There is no one else. I'm 99.9 percent sure of that. We did spend a lot of time together. Great time. It was a great night. But I didn't get too attached. He was the one doing the invites. He was the pursuer the whole time. I am pretty sure he is still messed up over the end of his marriage.
I really made an effort to do everything right this time. I don't think it was me. that 10% that is missing is in him. Not me. But I am kind of traumatized even more now. Even when you do it right, and the person can tell you things were better than with his ex-wife and I am such an amazing person, it's still not enough.
It's easier to hear maybe you don't have a connection. Or you are too different. Or I chew funny. But no. It kills when someone tells you just about everything is right, but it's not enough.
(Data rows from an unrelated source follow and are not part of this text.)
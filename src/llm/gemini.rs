//! Gemini API client
//!
//! Alternative language backend (`LLM_PROVIDER=gemini`).
//! Uses a long-lived reqwest::Client for connection pooling.

use crate::error::AnalysisError;
use crate::llm::LanguageModel;
use crate::Result;
use async_trait::async_trait;
use reqwest::Client;
use serde::{Deserialize, Serialize};
use std::time::Duration;
use tracing::{debug, error};

const SYSTEM_PROMPT: &str = r#"You are a professional financial research analyst.

Guidelines:
- Follow the requested output format exactly
- Prefer concrete figures, dates and sources over generalities
- Use professional financial language"#;

/// Reusable Gemini client (connection-pooled)
pub struct GeminiClient {
    client: Client,
    api_key: String,
    base_url: String,
}

impl GeminiClient {
    pub fn new(api_key: String) -> Result<Self> {
        let client = Client::builder()
            .pool_idle_timeout(Duration::from_secs(90))
            .pool_max_idle_per_host(8)
            .build()?;

        Ok(Self {
            client,
            api_key,
            base_url: "https://generativelanguage.googleapis.com/v1beta/models/gemini-2.0-flash:generateContent".to_string(),
        })
    }

    fn build_request(prompt: &str) -> GeminiRequest {
        GeminiRequest {
            contents: vec![Content {
                parts: vec![Part {
                    text: prompt.to_string(),
                }],
            }],
            generation_config: GenerationConfig {
                temperature: 0.1,
                top_p: 0.9,
                top_k: 40,
                max_output_tokens: 2048,
            },
            system_instruction: SystemInstruction {
                parts: vec![Part {
                    text: SYSTEM_PROMPT.to_string(),
                }],
            },
        }
    }
}

#[async_trait]
impl LanguageModel for GeminiClient {
    async fn complete(&self, prompt: &str) -> Result<String> {
        if self.api_key.is_empty() {
            return Err(AnalysisError::LlmError(
                "GEMINI_API_KEY not configured".to_string(),
            ));
        }

        let url = format!("{}?key={}", self.base_url, self.api_key);
        let request = Self::build_request(prompt);

        debug!(prompt_chars = prompt.len(), "Calling Gemini API");

        let response = self
            .client
            .post(&url)
            .json(&request)
            .send()
            .await
            .map_err(|e| {
                error!("Gemini API request failed: {}", e);
                AnalysisError::LlmError(format!("Gemini API error: {}", e))
            })?;

        if !response.status().is_success() {
            let error_text = response.text().await.unwrap_or_default();
            error!("Gemini API error response: {}", error_text);
            return Err(AnalysisError::LlmError(format!(
                "Gemini API error: {}",
                error_text
            )));
        }

        let gemini_response: GeminiResponse = response.json().await.map_err(|e| {
            error!("Failed to parse Gemini response: {}", e);
            AnalysisError::LlmError(format!("Gemini parse error: {}", e))
        })?;

        first_candidate_text(gemini_response)
    }
}

fn first_candidate_text(response: GeminiResponse) -> Result<String> {
    response
        .candidates
        .into_iter()
        .next()
        .and_then(|c| c.content.parts.into_iter().next())
        .map(|p| p.text)
        .ok_or_else(|| AnalysisError::LlmError("Empty response from Gemini".to_string()))
}

#[derive(Debug, Serialize)]
#[serde(rename_all = "camelCase")]
struct GeminiRequest {
    contents: Vec<Content>,
    generation_config: GenerationConfig,
    system_instruction: SystemInstruction,
}

#[derive(Debug, Serialize, Deserialize)]
struct Content {
    parts: Vec<Part>,
}

#[derive(Debug, Serialize, Deserialize)]
struct Part {
    text: String,
}

#[derive(Debug, Serialize)]
#[serde(rename_all = "camelCase")]
struct GenerationConfig {
    temperature: f32,
    top_p: f32,
    top_k: i32,
    max_output_tokens: i32,
}

#[derive(Debug, Serialize)]
struct SystemInstruction {
    parts: Vec<Part>,
}

#[derive(Debug, Deserialize)]
struct GeminiResponse {
    #[serde(default)]
    candidates: Vec<Candidate>,
}

#[derive(Debug, Deserialize)]
struct Candidate {
    content: Content,
}

#[cfg(test)]
mod tests {
    use super::*;

    #[test]
    fn test_request_serialization() {
        let request = GeminiClient::build_request("What is RSI?");
        let json = serde_json::to_string(&request).unwrap();
        assert!(json.contains("What is RSI?"));
        assert!(json.contains("generationConfig"));
        assert!(json.contains("maxOutputTokens"));
    }

    #[test]
    fn test_first_candidate_text() {
        let response: GeminiResponse = serde_json::from_str(
            r#"{"candidates":[{"content":{"parts":[{"text":"1. Revenue?"}]},"finishReason":"STOP"}]}"#,
        )
        .unwrap();
        assert_eq!(first_candidate_text(response).unwrap(), "1. Revenue?");
    }

    #[test]
    fn test_no_candidates() {
        let response: GeminiResponse = serde_json::from_str("{}").unwrap();
        assert!(first_candidate_text(response).is_err());
    }
}
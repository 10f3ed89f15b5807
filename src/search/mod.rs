//! Search capability
//!
//! "Given a query, return ranked results". The result shape is not
//! contracted: providers hand back raw JSON and `extract` copes with it.

use crate::config::{SearchBackend, ServiceConfig};
use crate::error::AnalysisError;
use crate::Result;
use async_trait::async_trait;
use serde_json::{json, Value};
use std::collections::HashMap;
use std::sync::Arc;
use std::sync::Mutex;

pub mod tavily;
pub use tavily::TavilyClient;

/// Trait for web search (opaque to the loop)
#[async_trait]
pub trait SearchProvider: Send + Sync {
    async fn search(&self, query: &str) -> Result<Value>;
}

/// Create the search provider selected by `SEARCH_PROVIDER`
pub fn build_search_provider(config: &ServiceConfig) -> Result<Arc<dyn SearchProvider>> {
    let provider: Arc<dyn SearchProvider> = match config.search_backend {
        SearchBackend::Tavily => {
            let key = config.tavily_api_key.clone().ok_or_else(|| {
                AnalysisError::ConfigError("TAVILY_API_KEY not configured".to_string())
            })?;
            Arc::new(TavilyClient::new(key, config.tavily_max_results)?)
        }
        SearchBackend::Mock => Arc::new(MockSearchProvider::new()),
    };

    Ok(provider)
}

/// Mock search provider for development & testing.
///
/// Returns a Tavily-shaped payload. Can be told to fail the first N
/// attempts of every query, or all of them.
pub struct MockSearchProvider {
    fail_first: u32,
    attempts: Mutex<HashMap<String, u32>>,
}

impl MockSearchProvider {
    pub fn new() -> Self {
        Self {
            fail_first: 0,
            attempts: Mutex::new(HashMap::new()),
        }
    }

    /// Fail the first `n` attempts for each distinct query
    pub fn failing_first(mut self, n: u32) -> Self {
        self.fail_first = n;
        self
    }

    /// Fail every attempt
    pub fn always_failing() -> Self {
        Self::new().failing_first(u32::MAX)
    }

    /// Attempts made for a query so far
    pub fn attempts_for(&self, query: &str) -> u32 {
        self.attempts
            .lock()
            .map(|a| a.get(query).copied().unwrap_or(0))
            .unwrap_or(0)
    }

    /// Attempts made across all queries
    pub fn total_attempts(&self) -> u32 {
        self.attempts
            .lock()
            .map(|a| a.values().sum())
            .unwrap_or(0)
    }
}

impl Default for MockSearchProvider {
    fn default() -> Self {
        Self::new()
    }
}

#[async_trait]
impl SearchProvider for MockSearchProvider {
    async fn search(&self, query: &str) -> Result<Value> {
        let attempt = {
            let mut attempts = self
                .attempts
                .lock()
                .map_err(|_| AnalysisError::SearchError("mock state poisoned".to_string()))?;
            let count = attempts.entry(query.to_string()).or_insert(0);
            *count += 1;
            *count
        };

        if attempt <= self.fail_first {
            return Err(AnalysisError::SearchError(format!(
                "mock search unavailable (attempt {})",
                attempt
            )));
        }

        Ok(json!({
            "query": query,
            "results": [
                {
                    "title": "Quarterly results",
                    "url": "https://example.com/earnings",
                    "content": format!("Latest filing relevant to '{}': revenue up 6% year over year, operating margin 30%.", query),
                    "score": 0.91
                },
                {
                    "title": "Market coverage",
                    "url": "https://example.com/markets",
                    "content": "Shares gained 12% over the past twelve months against a 9% sector gain.",
                    "score": 0.84
                }
            ]
        }))
    }
}
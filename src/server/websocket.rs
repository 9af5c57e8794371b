//! Live update socket
//!
//! On connect the client receives `{"type":"initial","count":N}`; after every
//! ingestion cycle it receives `{"type":"update","message":"..."}`. Anything
//! the client sends is ignored.

use crate::pipeline::context::AppContext;
use axum::{
    extract::{
        ws::{Message, WebSocket, WebSocketUpgrade},
        State,
    },
    response::Response,
};
use futures::{SinkExt, StreamExt};
use std::sync::Arc;
use tokio::sync::mpsc;

/// `GET /ws`
pub async fn live_updates(ws: WebSocketUpgrade, State(ctx): State<Arc<AppContext>>) -> Response {
    ws.on_upgrade(move |socket| handle_socket(socket, ctx))
}

async fn handle_socket(socket: WebSocket, ctx: Arc<AppContext>) {
    let (mut sink, mut stream) = socket.split();
    let (tx, mut rx) = mpsc::unbounded_channel();

    let id = match ctx.notifier.register(tx).await {
        Ok(id) => id,
        Err(e) => {
            log::error!("❌ Failed to build initial snapshot: {}", e);
            let _ = sink.close().await;
            return;
        }
    };

    let mut send_task = tokio::spawn(async move {
        while let Some(event) = rx.recv().await {
            if sink.send(Message::Text(event.to_json())).await.is_err() {
                break;
            }
        }
    });

    let mut recv_task = tokio::spawn(async move {
        while let Some(message) = stream.next().await {
            match message {
                Ok(Message::Close(_)) | Err(_) => break,
                Ok(_) => {}
            }
        }
    });

    tokio::select! {
        _ = &mut send_task => recv_task.abort(),
        _ = &mut recv_task => send_task.abort(),
    }

    ctx.notifier.unregister(id);
}
//! storyflow runtime
//!
//! This binary wires the pipeline together:
//! - Opens the SQLite story store (schema applied on open)
//! - Starts the ingestion scheduler
//! - Serves the HTTP API and live update socket on one listener
//!
//! Usage:
//!   JWT_SECRET=... cargo run --release --bin storyflow
//!
//! Environment variables:
//!   JWT_SECRET - Token signing secret (required)
//!   STORYFLOW_DB_PATH - SQLite database path (default: data/storyflow.db)
//!   PORT - Listening port (default: 3000)
//!   INGEST_INTERVAL_MS - Ingestion period (default: 300000)
//!   CACHE_TTL_MS - Page cache TTL (default: 300000)
//!   FETCH_BATCH_SIZE - Candidate ids per cycle (default: 10)
//!
//! Exits with status 1 if startup fails.

use dotenv::dotenv;
use log::{error, info};
use std::sync::Arc;
use storyflow::pipeline::{
    AppContext, HackerNewsClient, IngestionScheduler, PipelineConfig, SqliteStoryStore,
    StoryStore, TokenAuthority,
};
use storyflow::server::{build_router, shutdown_signal};

#[tokio::main]
async fn main() {
    dotenv().ok();
    env_logger::Builder::from_env(env_logger::Env::default().default_filter_or("info")).init();

    if let Err(e) = run().await {
        error!("❌ Failed to start server: {}", e);
        std::process::exit(1);
    }
}

async fn run() -> Result<(), Box<dyn std::error::Error>> {
    info!("🚀 storyflow v{}", env!("CARGO_PKG_VERSION"));

    let config = PipelineConfig::from_env()?;
    info!("   ├─ Database: {}", config.db_path);
    info!("   ├─ Source: {}", config.source_base_url);
    info!("   ├─ Batch size: {}", config.fetch_batch_size);
    info!("   ├─ Ingest interval: {}ms", config.ingest_interval_ms);
    info!("   ├─ Cache TTL: {}ms", config.cache_ttl_ms);
    info!("   └─ Fetch timeout: {}ms", config.fetch_timeout_ms);

    info!("🔧 Initializing database...");
    let store: Arc<dyn StoryStore> = Arc::new(SqliteStoryStore::open(&config.db_path)?);
    info!("✅ Database initialized");

    let auth = TokenAuthority::new(
        &config.jwt_secret,
        std::time::Duration::from_secs(config.token_ttl_secs),
        &config.admin_username,
        &config.admin_password,
    )?;
    let ctx = Arc::new(AppContext::new(store.clone(), config.cache_ttl(), auth));

    let source = Arc::new(HackerNewsClient::new(
        &config.source_base_url,
        config.fetch_batch_size,
        config.fetch_timeout(),
    )?);

    let listener = tokio::net::TcpListener::bind(config.listen_addr()).await?;
    info!("✅ Server running on http://{}", listener.local_addr()?);

    let scheduler = IngestionScheduler::new(
        source,
        store,
        ctx.notifier.clone(),
        config.fetch_timeout(),
    );
    scheduler.start(config.ingest_interval());

    let app = build_router(ctx);
    let served = axum::serve(listener, app)
        .with_graceful_shutdown(shutdown_signal())
        .await;

    info!("🛑 Stopping scheduler (waiting for in-flight cycle)...");
    scheduler.stop().await;

    let stats = scheduler.stats();
    info!(
        "✅ storyflow stopped: {} cycles run, {} skipped, {} stories ingested",
        stats.cycles_completed, stats.cycles_skipped, stats.items_inserted
    );

    served?;
    Ok(())
}
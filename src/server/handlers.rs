//! HTTP handlers for the read API

use crate::pipeline::context::AppContext;
use crate::pipeline::error::AuthRejection;
use crate::pipeline::types::PageRequest;
use axum::{
    extract::{rejection::JsonRejection, Query, State},
    http::{header::AUTHORIZATION, HeaderMap, StatusCode},
    response::{IntoResponse, Response},
    Json,
};
use serde::{Deserialize, Serialize};
use serde_json::json;
use std::sync::Arc;

// =============================================================================
// Request / Response Types
// =============================================================================

#[derive(Debug, Deserialize)]
pub struct LoginRequest {
    #[serde(default)]
    pub username: String,
    #[serde(default)]
    pub password: String,
}

#[derive(Debug, Serialize, Deserialize)]
pub struct LoginResponse {
    pub token: String,
}

/// Raw pagination params; parsed by hand so bad values map to 400 `{error}`
#[derive(Debug, Default, Deserialize)]
pub struct StoriesQuery {
    pub page: Option<String>,
    pub limit: Option<String>,
}

impl StoriesQuery {
    fn page_request(&self) -> Option<PageRequest> {
        let defaults = PageRequest::default();
        let page = parse_positive(self.page.as_deref(), defaults.page)?;
        let limit = parse_positive(self.limit.as_deref(), defaults.limit)?;
        PageRequest::new(page, limit)
    }
}

fn parse_positive(raw: Option<&str>, default: u32) -> Option<u32> {
    match raw {
        None => Some(default),
        Some(s) if s.trim().is_empty() => Some(default),
        Some(s) => s.trim().parse::<u32>().ok().filter(|v| *v > 0),
    }
}

fn error_body(status: StatusCode, message: &str) -> Response {
    (status, Json(json!({ "error": message }))).into_response()
}

// =============================================================================
// Handlers
// =============================================================================

/// `POST /login`
///
/// A body that is not a JSON object with a JSON content type is a 400
/// `{error}`, like every other failure on this surface.
pub async fn login(
    State(ctx): State<Arc<AppContext>>,
    body: Result<Json<LoginRequest>, JsonRejection>,
) -> Response {
    let body = match body {
        Ok(Json(body)) => body,
        Err(rejection) => {
            log::warn!("🔒 Malformed login body: {}", rejection.body_text());
            return error_body(StatusCode::BAD_REQUEST, &rejection.body_text());
        }
    };

    if ctx.auth.check_credentials(&body.username, &body.password) {
        let token = ctx.auth.issue(&body.username);
        log::info!("🔑 Issued token for {}", body.username);
        return Json(LoginResponse { token }).into_response();
    }

    log::warn!("🔒 Rejected login for {}", body.username);
    error_body(StatusCode::UNAUTHORIZED, "Invalid credentials")
}

/// `GET /stories?page=&limit=`
pub async fn list_stories(
    State(ctx): State<Arc<AppContext>>,
    headers: HeaderMap,
    Query(query): Query<StoriesQuery>,
) -> Response {
    let header = headers.get(AUTHORIZATION).and_then(|v| v.to_str().ok());
    match ctx.auth.verify_header(header) {
        Ok(_) => {}
        Err(AuthRejection::Missing) => {
            return error_body(StatusCode::UNAUTHORIZED, "Access Denied");
        }
        Err(AuthRejection::Invalid(reason)) => {
            log::error!("Invalid token: {}", reason);
            return error_body(StatusCode::FORBIDDEN, "Invalid Token");
        }
    }

    let Some(page) = query.page_request() else {
        let message = format!(
            "page and limit must be positive integers, limit at most {}",
            PageRequest::MAX_LIMIT
        );
        return error_body(StatusCode::BAD_REQUEST, &message);
    };

    match ctx.stories_page(page).await {
        Ok((stories, _origin)) => Json(stories).into_response(),
        Err(e) => {
            log::error!("Error fetching stories: {}", e);
            (
                StatusCode::INTERNAL_SERVER_ERROR,
                Json(json!({
                    "error": "Internal Server Error",
                    "details": e.to_string(),
                })),
            )
                .into_response()
        }
    }
}

/// `GET /health`
pub async fn health(State(ctx): State<Arc<AppContext>>) -> impl IntoResponse {
    Json(json!({
        "status": "ok",
        "live_connections": ctx.notifier.live_connections(),
    }))
}
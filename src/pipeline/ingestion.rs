//! One ingestion cycle: fetch candidates, normalize, upsert
//!
//! Every per-item failure (fetch, timeout, validation, storage) is contained
//! to that item. Candidates are processed sequentially in source order so the
//! source sees at most one request in flight from us.

use super::db::StoryStore;
use super::error::FetchError;
use super::hn_client::StorySource;
use super::normalizer::{normalize, Normalized};
use super::types::UpsertOutcome;
use std::time::{Duration, Instant};
use tokio::time::timeout;

/// Counters for one cycle
#[derive(Debug, Clone, Default, PartialEq, Eq)]
pub struct CycleReport {
    pub candidates: usize,
    pub inserted: usize,
    pub duplicates: usize,
    /// Items that were not stories
    pub skipped: usize,
    pub rejected: usize,
    /// Fetch and storage failures
    pub failed: usize,
}

/// Run a single cycle against `source` and `store`
///
/// `fetch_timeout` bounds each source call independently of the HTTP client,
/// so a stalled request costs at most one deadline per id.
pub async fn run_ingestion_cycle(
    source: &dyn StorySource,
    store: &dyn StoryStore,
    fetch_timeout: Duration,
) -> CycleReport {
    let started = Instant::now();
    let mut report = CycleReport::default();

    let ids = match with_deadline(fetch_timeout, source.list_candidate_ids()).await {
        Ok(ids) => ids,
        Err(e) => {
            log::error!("❌ Failed to fetch candidate ids: {}", e);
            return report;
        }
    };
    report.candidates = ids.len();
    log::info!("📥 Ingestion cycle started ({} candidates)", ids.len());

    for id in ids {
        let raw = match with_deadline(fetch_timeout, source.fetch_detail(id)).await {
            Ok(raw) => raw,
            Err(e) => {
                log::warn!("⚠️  Skipping item {}: {}", id, e);
                report.failed += 1;
                continue;
            }
        };

        let story = match normalize(raw) {
            Normalized::Accepted(story) => story,
            Normalized::Skipped => {
                log::debug!("   ├─ Item {} is not a story, ignoring", id);
                report.skipped += 1;
                continue;
            }
            Normalized::Rejected(rejection) => {
                log::warn!("⚠️  Skipping item {}: {}", id, rejection);
                report.rejected += 1;
                continue;
            }
        };

        match store.upsert(&story).await {
            Ok(UpsertOutcome::Inserted) => {
                log::debug!("   ├─ Saved story {} \"{}\"", story.story_id, story.title);
                report.inserted += 1;
            }
            Ok(UpsertOutcome::AlreadyPresent) => {
                report.duplicates += 1;
            }
            Err(e) => {
                log::error!("❌ Failed to save story {}: {}", story.story_id, e);
                report.failed += 1;
            }
        }
    }

    log::info!(
        "✅ Ingestion cycle finished in {}ms: {} new, {} known, {} skipped, {} rejected, {} failed",
        started.elapsed().as_millis(),
        report.inserted,
        report.duplicates,
        report.skipped,
        report.rejected,
        report.failed
    );

    report
}

async fn with_deadline<T>(
    deadline: Duration,
    call: impl std::future::Future<Output = Result<T, FetchError>>,
) -> Result<T, FetchError> {
    match timeout(deadline, call).await {
        Ok(result) => result,
        Err(_) => Err(FetchError::Timeout(deadline.as_millis() as u64)),
    }
}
I am taking this so hard because I don't think I can trust what I feel anymore. I can't even trust what seems to be going great. I didn't see this coming. Not in the least. And let alone to have it hit while you are holding someone naked in bed. I mean come on! I may never be able to not have anxiety while dating or in a relationship. Too many time I have been dropped like this. I'll just wait for it.
He lost a seriously wonderful woman. I know who I am. It took me a long time to figure it out, but I know my worth.
Its storming here and I can't even lay in my bed and cry properly. I have to get out of the house for the home inspection. And go to the DMV which is even worse. Life goes on, I guess. My baby comes home tomorrow. I can't wait to hug her and not let her go.